Incident with our background job processor

Incident Report for LeadSimple

Postmortem

We use caching broadly throughout our application. Caching provides a way for us to temporarily store data that would otherwise need to be retrieved over and over again. As an example, we store whether an account is active or not in this caching system, avoiding the need to check with Stripe - our payment provider - if an account is active or not. Among other things, using this temporary storage helps to create a quick and responsive user experience within the application.

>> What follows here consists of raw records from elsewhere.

impl ConversationEngine {
    pub fn new(
        store: Arc<dyn ConversationStore>,
        generator: Arc<dyn QuestionGenerator>,
        permissions: Arc<dyn PermissionChecker>,
        limits: LimitsConfig,
    ) -> Self {
        Self {
            store,
            generator,
            permissions,
            limits,
        }
    }

    /// Creates a conversation and posts its opening question.
    ///
    /// Question 1 is the catalog's static fast path. If persisting the
    /// question fails after the conversation row exists, the conversation
    /// stays at slot 0 with no messages; that state is visible to callers
    /// and recoverable, not silently repaired here.
    pub async fn create(
        &self,
        user_id: UserId,
        title: &str,
    ) -> Result<CreatedConversation, EngineError> {
        let title = validate_title(title, self.limits.max_title_length)?;

        let mut conversation = self.store.create_conversation(user_id, &title).await?;
        info!(conversation_id = %conversation.id, "conversation created");

        let question_text = self
            .generator
            .generate_question(&[], 1)
            .await
            .map_err(|err| {
                warn!(
                    conversation_id = %conversation.id,
                    operation = "create",
                    question_number = 1u8,
                    error = %err,
                    "first question failed; conversation left at slot 0"
                );
                err
            })?;

        let first_question = self
            .store
            .save_message(
                conversation.id,
                MessageKind::Question { number: 1 },
                &question_text,
            )
            .await?;
        self.store.update_progress(conversation.id, 1, false).await?;
        conversation.current_question_number = 1;

        Ok(CreatedConversation {
            conversation,
            first_question,
        })
    }

    /// Records a response at the current slot, then either advances to the
    /// next question or, at the final slot, completes the interview with a
    /// summary.
    pub async fn submit_response(
        &self,
        user_id: UserId,
        conversation_id: ConversationId,
        text: &str,
    ) -> Result<SubmissionOutcome, EngineError> {
        let text = validate_response(text, self.limits.max_response_length)?;

        let with = self.store.get_conversation(user_id, conversation_id).await?;
        if with.conversation.completed {
            return Err(EngineError::AlreadyCompleted);
        }
        let current = with.conversation.current_question_number;
        if current == 0 {
            // Creation failed partway; the conversation still needs its
            // first question before it can take answers.
            return Err(EngineError::NoActiveQuestion);
        }

        let saved_response = self
            .store
            .save_message(
                conversation_id,
                MessageKind::Response { number: current },
                &text,
            )
            .await?;

        if current >= QUESTION_COUNT {
            return self.complete(conversation_id, saved_response).await;
        }

        let next_number = current + 1;
        let history = self.store.get_messages(conversation_id).await?;
        let question_text = self
            .generator
            .generate_question(&history, next_number)
            .await
            .map_err(|err| {
                warn!(
                    conversation_id = %conversation_id,
                    operation = "submit_response",
                    question_number = next_number,
                    error = %err,
                    "next question failed; response recorded, progress unchanged"
                );
                err
            })?;

        let next_question = self
            .store
            .save_message(
                conversation_id,
                MessageKind::Question {
                    number: next_number,
                },
                &question_text,
            )
            .await?;
        self.store
            .update_progress(conversation_id, next_number, false)
            .await?;

        Ok(SubmissionOutcome {
            saved_response,
            next_question: Some(next_question),
            summary: None,
            is_complete: false,
        })
    }

    /// Final-slot completion: summary generation plus the atomic summary
    /// write. A failure here leaves the response recorded and the
    /// conversation not completed, recoverable via regenerate-summary.
    async fn complete(
        &self,
        conversation_id: ConversationId,
        saved_response: Message,
    ) -> Result<SubmissionOutcome, EngineError> {
        let history = self.store.get_messages(conversation_id).await?;
        let summary = self
            .generator
            .generate_summary(&history)
            .await
            .map_err(|err| {
                warn!(
                    conversation_id = %conversation_id,
                    operation = "submit_response",
                    question_number = QUESTION_COUNT,
                    error = %err,
                    "summary failed; response recorded, conversation not completed"
                );
                err
            })?;

        self.store.replace_summary(conversation_id, &summary).await?;
        info!(conversation_id = %conversation_id, "conversation completed");

        Ok(SubmissionOutcome {
            saved_response,
            next_question: None,
            summary: Some(summary),
            is_complete: true,
        })
    }

    /// Replaces the current, as-yet-unanswered question with a freshly
    /// generated one at the same slot. Requires the regeneration permission.
    pub async fn regenerate_question(
        &self,
        user_id: UserId,
        conversation_id: ConversationId,
    ) -> Result<Message, EngineError> {
        self.require_regenerate_permission(user_id).await?;

        let with = self.store.get_conversation(user_id, conversation_id).await?;
        if with.conversation.completed {
            return Err(EngineError::AlreadyCompleted);
        }
        let current = with.conversation.current_question_number;
        if current == 0 {
            return Err(EngineError::NoActiveQuestion);
        }
        if with.response_at(current).is_some() {
            return Err(EngineError::AlreadyAnswered);
        }

        // The slot being replaced contributes nothing to its own
        // replacement's prompt.
        let history = with.history_excluding_slot(current);
        let question_text = self
            .generator
            .generate_question(&history, current)
            .await
            .map_err(|err| {
                warn!(
                    conversation_id = %conversation_id,
                    operation = "regenerate_question",
                    question_number = current,
                    error = %err,
                    "question regeneration failed; original question untouched"
                );
                err
            })?;

        let message = self
            .store
            .replace_question(conversation_id, current, &question_text)
            .await?;
        self.store
            .update_progress(conversation_id, current, false)
            .await?;

        Ok(message)
    }

    /// Replaces a completed conversation's summary with a freshly generated
    /// one. Requires the regeneration permission.
    pub async fn regenerate_summary(
        &self,
        user_id: UserId,
        conversation_id: ConversationId,
    ) -> Result<String, EngineError> {
        self.require_regenerate_permission(user_id).await?;

        let with = self.store.get_conversation(user_id, conversation_id).await?;
        if !with.conversation.completed {
            return Err(EngineError::NotCompleted);
        }

        let history = self.store.get_messages(conversation_id).await?;
        let summary = self
            .generator
            .generate_summary(&history)
            .await
            .map_err(|err| {
                warn!(
                    conversation_id = %conversation_id,
                    operation = "regenerate_summary",
                    error = %err,
                    "summary regeneration failed; existing summary untouched"
                );
                err
            })?;

        self.store.replace_summary(conversation_id, &summary).await?;
        Ok(summary)
    }

    /// The caller's conversations, newest first.
    pub async fn list(&self, user_id: UserId) -> Result<Vec<Conversation>, EngineError> {
        Ok(self.store.list_conversations(user_id).await?)
    }

    /// One conversation with its full history.
    pub async fn get(
        &self,
        user_id: UserId,
        conversation_id: ConversationId,
    ) -> Result<ConversationWithMessages, EngineError> {
        Ok(self.store.get_conversation(user_id, conversation_id).await?)
    }

    /// Deletes a conversation and its messages.
    pub async fn delete(
        &self,
        user_id: UserId,
        conversation_id: ConversationId,
    ) -> Result<(), EngineError> {
        if self.store.delete_conversation(user_id, conversation_id).await? {
            Ok(())
        } else {
            Err(EngineError::NotFound)
        }
    }

    async fn require_regenerate_permission(&self, user_id: UserId) -> Result<(), EngineError> {
        if self
            .permissions
            .has_permission(user_id, REGENERATE_PERMISSION)
            .await?
        {
            Ok(())
        } else {
            Err(EngineError::Forbidden)
        }
    }
}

‌Caching requires a server for temporary data storage, and we are currently using the same server for both background job processing and UI/UX speed-ups. This is the root of why the web application was experiencing errors.

‌

Our caching server went down because of a script we ran to fix a problem with our background jobs, but since the shared server was entirely unavailable, it caused outages in the web app as well because it depended on the same server.

‌

‌Once we were able to unblock our job processor infrastructure, after 12 minutes, the app went back online.

‌

Our Engineering team will be working on separating the caching that’s used for background jobs from the caching that’s used for UI/UX.

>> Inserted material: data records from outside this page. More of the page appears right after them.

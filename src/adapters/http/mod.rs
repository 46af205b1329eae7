//! HTTP adapter: REST API surface for the conversation engine.

pub mod conversation;
pub mod health;
pub mod middleware;

use std::sync::Arc;

use axum::middleware::from_fn;
use axum::routing::get;
use axum::Router;
use tower_http::cors::CorsLayer;
use tower_http::trace::TraceLayer;

use crate::application::engine::ConversationEngine;
use crate::config::LimitsConfig;
use crate::ports::{ConversationStore, QuestionGenerator};

use conversation::ConversationAppState;
use health::HealthState;
use middleware::{identity_middleware, AdmissionControl};

/// Everything the router needs, wired once at startup.
pub struct AppState {
    pub engine: Arc<ConversationEngine>,
    pub store: Arc<dyn ConversationStore>,
    pub generator: Arc<dyn QuestionGenerator>,
}

/// Builds the full application router.
///
/// Conversation routes live under `/api` behind the identity middleware;
/// health endpoints sit at the root so probes need no headers.
pub fn app_router(state: AppState, limits: &LimitsConfig) -> Router {
    let admission = AdmissionControl::new(limits);

    let api = conversation::router(
        ConversationAppState {
            engine: state.engine,
        },
        admission,
    )
    .layer(from_fn(identity_middleware));

    let health = Router::new()
        .route("/ping", get(health::ping))
        .route("/deep-ping", get(health::deep_ping))
        .with_state(HealthState {
            store: state.store,
            generator: state.generator,
        });

    Router::new()
        .nest("/api", api)
        .merge(health)
        .layer(TraceLayer::new_for_http())
        .layer(CorsLayer::permissive())
}
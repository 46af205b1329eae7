//! Adapters: concrete implementations of the ports.

pub mod ai;
pub mod http;
pub mod permissions;
pub mod sqlite;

Posted Jan 29, 2024 - 12:00 PST

Resolved

During an investigation of a non-related bug, we caused our background job processor to block, effectively preventing us from running any background jobs. This also affected our main website because we rely heavily on caching, which uses the same underlying infrastructure as our background job processor.

Posted Jan 29, 2024 - 10:16 PST

This incident affected: App, Outbound SMS, Outbound Phone Calls, Notifications, Lead Imports, Enterprise Dashboard, REST API, Integrations, and Zapier.